Former ambassador to Italy Gideon Meir, who later served as deputy foreign ministry director-general in charge of public diplomacy, condemned the actions of his former colleagues Baruch, Bar-Navi and Liel, saying, “this crosses all boundaries and is borderline subversive. These debates should be conducted at home. The most basic thing in a democracy is majority rule. They don’t accept the majority rule, but instead are trying to enforce their position through exterior means. They libel Israel because they believe that if they apply outside pressure, Israel would retreat from the territories. But it doesn’t work that way, because no nation is willing to be pressured from the outside. They act against their own self-interest because they are hurting their own public image, and their actions actually make the possibility of a political settlement more remote.”
Meir said that the reason Liel left the foreign service was not ideological, but because he was passed up for a position he coveted.

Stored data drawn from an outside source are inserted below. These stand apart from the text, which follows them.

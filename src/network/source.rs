//! Interface listing source trait, error type and discovery entry point.

use thiserror::Error;

use super::{InterfaceAddress, parse_listing};

/// Error type for interface discovery.
///
/// Any of these means the listing could not be obtained at all, which is
/// reported differently from a listing that simply has no addresses.
#[derive(Debug, Error)]
pub enum DiscoveryError {
    /// The listing command could not be started or waited on.
    #[error("Failed to run '{program}': {source}")]
    Spawn {
        /// The program that was invoked.
        program: String,
        /// Underlying I/O error.
        #[source]
        source: std::io::Error,
    },

    /// The listing output was not valid UTF-8.
    #[error("Listing output is not valid UTF-8: {0}")]
    Decode(#[from] std::string::FromUtf8Error),

    /// The background task running the listing panicked or was cancelled.
    #[error("Discovery task failed: {message}")]
    Task {
        /// Description of the task failure.
        message: String,
    },
}

/// Trait for obtaining the raw interface listing text.
///
/// # Design
///
/// - Production uses [`super::CommandSource`], which runs `ifconfig`
/// - Tests inject canned listings or failures
/// - This is a blocking call; callers run it off the coordinating task
pub trait InterfaceSource: Send + Sync {
    /// Returns the full listing text.
    ///
    /// # Errors
    ///
    /// Returns [`DiscoveryError`] if the listing cannot be produced or decoded.
    fn read_listing(&self) -> Result<String, DiscoveryError>;
}

impl<T: InterfaceSource + ?Sized> InterfaceSource for std::sync::Arc<T> {
    fn read_listing(&self) -> Result<String, DiscoveryError> {
        (**self).read_listing()
    }
}

/// Reads the listing from `source` and parses it.
///
/// An `Ok` with an empty vector means the host has no usable addresses.
///
/// # Errors
///
/// Propagates the source's [`DiscoveryError`] unchanged.
pub fn discover<S: InterfaceSource + ?Sized>(
    source: &S,
) -> Result<Vec<InterfaceAddress>, DiscoveryError> {
    let listing = source.read_listing()?;
    let records = parse_listing(&listing);

    tracing::debug!(
        "Parsed {} address(es) from {} listing line(s)",
        records.len(),
        listing.lines().count()
    );

    Ok(records)
}

#[cfg(test)]
mod tests {
    use super::*;
    use std::collections::VecDeque;
    use std::sync::{Arc, Mutex};

    /// A mock source returning predefined listings in order.
    struct MockSource {
        results: Mutex<VecDeque<Result<String, DiscoveryError>>>,
    }

    impl MockSource {
        fn new(results: Vec<Result<String, DiscoveryError>>) -> Self {
            Self {
                results: Mutex::new(results.into()),
            }
        }
    }

    impl InterfaceSource for MockSource {
        fn read_listing(&self) -> Result<String, DiscoveryError> {
            self.results
                .lock()
                .unwrap()
                .pop_front()
                .unwrap_or_else(|| Ok(String::new()))
        }
    }

    fn spawn_error() -> DiscoveryError {
        DiscoveryError::Spawn {
            program: "/sbin/ifconfig".to_string(),
            source: std::io::Error::new(std::io::ErrorKind::NotFound, "no such file"),
        }
    }

    #[test]
    fn discover_parses_listing() {
        let source = MockSource::new(vec![Ok(
            "en0: flags=0\n\tinet 192.168.1.50 netmask 0xffffff00\n".to_string()
        )]);

        let records = discover(&source).unwrap();

        assert_eq!(records, vec![InterfaceAddress::v4("en0", "192.168.1.50")]);
    }

    #[test]
    fn discover_distinguishes_empty_from_failure() {
        let source = MockSource::new(vec![Ok("lo0: flags=0\n".to_string()), Err(spawn_error())]);

        assert!(discover(&source).unwrap().is_empty());
        assert!(discover(&source).is_err());
    }

    #[test]
    fn discover_works_through_arc() {
        let source = Arc::new(MockSource::new(vec![Ok(
            "en0: flags=0\n\tinet 10.0.0.5 netmask 0xff\n".to_string(),
        )]));

        assert_eq!(discover(&source).unwrap().len(), 1);
    }

    #[test]
    fn spawn_error_displays_program() {
        let message = spawn_error().to_string();
        assert!(message.contains("/sbin/ifconfig"));
        assert!(message.contains("no such file"));
    }

    #[test]
    fn decode_error_converts_from_utf8_error() {
        let utf8_error = String::from_utf8(vec![0xff, 0xfe]).unwrap_err();
        let error: DiscoveryError = utf8_error.into();

        assert!(matches!(error, DiscoveryError::Decode(_)));
        assert!(error.to_string().contains("UTF-8"));
    }

    #[test]
    fn task_error_displays_message() {
        let error = DiscoveryError::Task {
            message: "panicked".to_string(),
        };
        assert_eq!(error.to_string(), "Discovery task failed: panicked");
    }
}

Alon Liel was the vital force behind the delusional effort in 2006-2008 to return the Golan Heights to the Syrians. As of 2009, he has been the head of the movement for peace between Israel and Syria, although a lot of the Syria part in the name is gone. In 2012, Liel wrote an op-ed in South Africa’s Business Day, calling for a boycott of settlement products. He has been supporting a cultural boycott of Israel, and endorsed Alice Walker’s decision to ban a new Hebrew translation of The Color Purple. Liel is a member of the B’Tselem Public Council. In 2015 he was part of the effort to persuade the Brazilian government to deny accreditation to appointed Israeli ambassador Dani Dayan. And this month he was exposed in a secret recording giving instructions to Breaking the Silence members on how to attack Israel, even though they are supported by only two percent of the Israeli public (his words).